Background information
- Origin: Seoul, South Korea
- Genres: Kpop; R&B; ballad;
- Years active: 2004–2011 2015–present
- Labels: Mnet Media (2004–2009); IS Entermedia Group (2009–2011); Stone Music Entertainment (2015–present); Pony Canyon;
- Members: Kim Yong-jun; Kim Jin-ho; Lee Seok-hoon;
- Past members: Chae Dong-ha
- Website: Official Japanese website

= SG Wannabe =

South Korean vocal group

SG Wannabe is a South Korean vocal group consisting of members Kim Yong-jun, Kim Jin-ho and Lee Seok-hoon. The group debuted in January 2004 with the single, "Timeless", from the album SG Wanna Be+, and won Best New Artist at the Golden Disc Awards, Seoul Music Awards, and SBS Gayo Daejeon. The group's second album, Saldaga, was the best-selling album of 2005 in South Korea and won Album of the Year at the Golden Disc Awards. Their next two albums, The 3rd Masterpiece (2006) and The Sentimental Chord (2007) were also commercial and critical successes.

In 2008, original member Chae Dong-ha left the group, and Lee Seok-hoon joined as a new member. The group released the albums My Friend (2008), Gift from SG Wannabe (2009), SG Wannabe by SG Wannabe 7 Part.I (2010) and SG Wannabe by SG Wannabe 7 Part.II (2011) before going on hiatus while the members served their mandatory military service and focused on their solo careers.

In 2015, the group released their first album in four years with the extended play The Voice, which they followed in 2016 with Our Days.

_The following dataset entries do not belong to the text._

//! Reference lifecycle: minting, resolving, and expiring the stable `ref_N`
//! tokens handed to callers.
//!
//! Identity is keyed on the provider's opaque back-reference
//! ([`NodeHandle::key`]), never on structural position or content, so an
//! element that is still present keeps its id across independently constructed
//! tree walks. Ids live inside a *generation*: [`ReferenceManager::reset`]
//! starts a new one and invalidates everything issued before it.

use std::collections::HashMap;
use std::sync::Mutex;
use std::time::{Duration, Instant};

use tracing::{debug, info};

use crate::provider::NodeHandle;
use crate::types::{Bounds, ElementRole, ElementState};

/// The element facts captured at assignment time.
#[derive(Debug, Clone)]
pub struct ElementDetails {
    pub role: ElementRole,
    pub name: String,
    pub state: ElementState,
    pub bounds: Bounds,
    pub app_name: String,
}

/// One issued reference: the caller-facing token plus everything needed to
/// re-resolve and act on the live node.
#[derive(Debug, Clone)]
pub struct ElementReference {
    pub ref_id: String,
    /// Generation the id was minted in.
    pub generation: u64,
    pub node: NodeHandle,
    pub role: ElementRole,
    pub name: String,
    pub state: ElementState,
    pub bounds: Bounds,
    pub app_name: String,
    pub created: Instant,
    pub last_access: Instant,
}

#[derive(Default)]
struct Tables {
    generation: u64,
    counter: u64,
    by_id: HashMap<String, ElementReference>,
    /// Provider identity key -> issued ref id, scoped to the generation.
    by_key: HashMap<u64, String>,
}

/// Generation-scoped table of issued references.
///
/// All mutation happens on the serialized request path; the mutex exists for
/// `Send + Sync` soundness and to make the table swap during [`reset`] atomic.
///
/// [`reset`]: ReferenceManager::reset
#[derive(Default)]
pub struct ReferenceManager {
    tables: Mutex<Tables>,
}

impl ReferenceManager {
    pub fn new() -> Self {
        Self::default()
    }

    /// Return the live reference id for this node, minting the next
    /// sequential id if the node has not been seen this generation.
    ///
    /// Re-assignment refreshes the stored facts (the element may have moved
    /// or been renamed) and the last-access time, but never the id.
    pub fn assign(&self, node: &NodeHandle, details: ElementDetails) -> String {
        let mut tables = self.tables.lock().unwrap();
        let now = Instant::now();

        if let Some(ref_id) = tables.by_key.get(&node.key()).cloned() {
            if let Some(existing) = tables.by_id.get_mut(&ref_id) {
                existing.role = details.role;
                existing.name = details.name;
                existing.state = details.state;
                existing.bounds = details.bounds;
                existing.app_name = details.app_name;
                existing.last_access = now;
                return ref_id;
            }
        }

        tables.counter += 1;
        let ref_id = format!("ref_{}", tables.counter);
        let reference = ElementReference {
            ref_id: ref_id.clone(),
            generation: tables.generation,
            node: node.clone(),
            role: details.role,
            name: details.name,
            state: details.state,
            bounds: details.bounds,
            app_name: details.app_name,
            created: now,
            last_access: now,
        };
        tables.by_key.insert(node.key(), ref_id.clone());
        tables.by_id.insert(ref_id.clone(), reference);
        ref_id
    }

    /// Look up a reference, refreshing its last-access time.
    ///
    /// This is only the table half of resolution; the caller still owes the
    /// node a liveness check and must [`evict`](Self::evict) on failure.
    pub fn get(&self, ref_id: &str) -> Option<ElementReference> {
        let mut tables = self.tables.lock().unwrap();
        let reference = tables.by_id.get_mut(ref_id)?;
        reference.last_access = Instant::now();
        Some(reference.clone())
    }

    /// Drop a reference whose node was confirmed gone. The id will not be
    /// reissued: a later walk that finds the node again mints a fresh id.
    pub fn evict(&self, ref_id: &str) -> Option<ElementReference> {
        let mut tables = self.tables.lock().unwrap();
        let reference = tables.by_id.remove(ref_id)?;
        tables.by_key.remove(&reference.node.key());
        debug!(ref_id, "evicted dead reference");
        Some(reference)
    }

    /// Explicit caller-requested release. Returns whether the id was live.
    pub fn release(&self, ref_id: &str) -> bool {
        self.evict(ref_id).is_some()
    }

    /// Evict references idle longer than `ttl`, relative to `now`.
    ///
    /// Invoked opportunistically before each snapshot rather than from a
    /// timer thread, so eviction stays deterministic relative to request
    /// order. Returns the number of references swept.
    pub fn sweep(&self, now: Instant, ttl: Duration) -> usize {
        let mut tables = self.tables.lock().unwrap();
        let expired: Vec<(String, u64)> = tables
            .by_id
            .iter()
            .filter(|(_, r)| now.duration_since(r.last_access) > ttl)
            .map(|(id, r)| (id.clone(), r.node.key()))
            .collect();
        for (ref_id, key) in &expired {
            tables.by_id.remove(ref_id);
            tables.by_key.remove(key);
        }
        if !expired.is_empty() {
            debug!(count = expired.len(), "swept idle references");
        }
        expired.len()
    }

    /// Start a new generation: every outstanding id becomes invalid and the
    /// counter restarts. Only ever invoked on an explicit caller request — a
    /// silent reset would break multi-step flows like click-after-snapshot.
    pub fn reset(&self) -> u64 {
        let mut tables = self.tables.lock().unwrap();
        let dropped = tables.by_id.len();
        tables.by_id.clear();
        tables.by_key.clear();
        tables.counter = 0;
        tables.generation += 1;
        info!(
            generation = tables.generation,
            dropped, "reference table reset"
        );
        tables.generation
    }

    pub fn generation(&self) -> u64 {
        self.tables.lock().unwrap().generation
    }

    pub fn len(&self) -> usize {
        self.tables.lock().unwrap().by_id.len()
    }

    pub fn is_empty(&self) -> bool {
        self.len() == 0
    }
}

The name SG Wannabe was chosen to reflect the group’s desire to become like Simon & Garfunkel.

==History==

===2004–2005: Debut with SG Wannabe+ and second album Saldaga===
SG Wannabe debuted in 2004 with their first album, SG Wanna Be+. It was produced by Lee Kyung-sub and Park Keun-tae and famous music producers in Korea. The title track's music video for the album attracted media attention, as it featured top actors such as Sul Kyung-gu and Kim Nam-jin, and actresses Yunjin Kim, Kang Hye-jung, and Seo Sung-min. The production costs were reportedly about 2 billion won. The group gained a reputation for being quite mysterious because they did not show their faces and did not star in any of their music videos. Nevertheless, their vocal abilities attracted a wide demographic of fans, and the album was an instant hit with pre-sales of 90,000 copies. Later in 2004, the group was recognized for their vocal ability with numerous awards, including nominations for Best Newcomer at the Golden Disc Awards and the Seoul Popular Music Awards.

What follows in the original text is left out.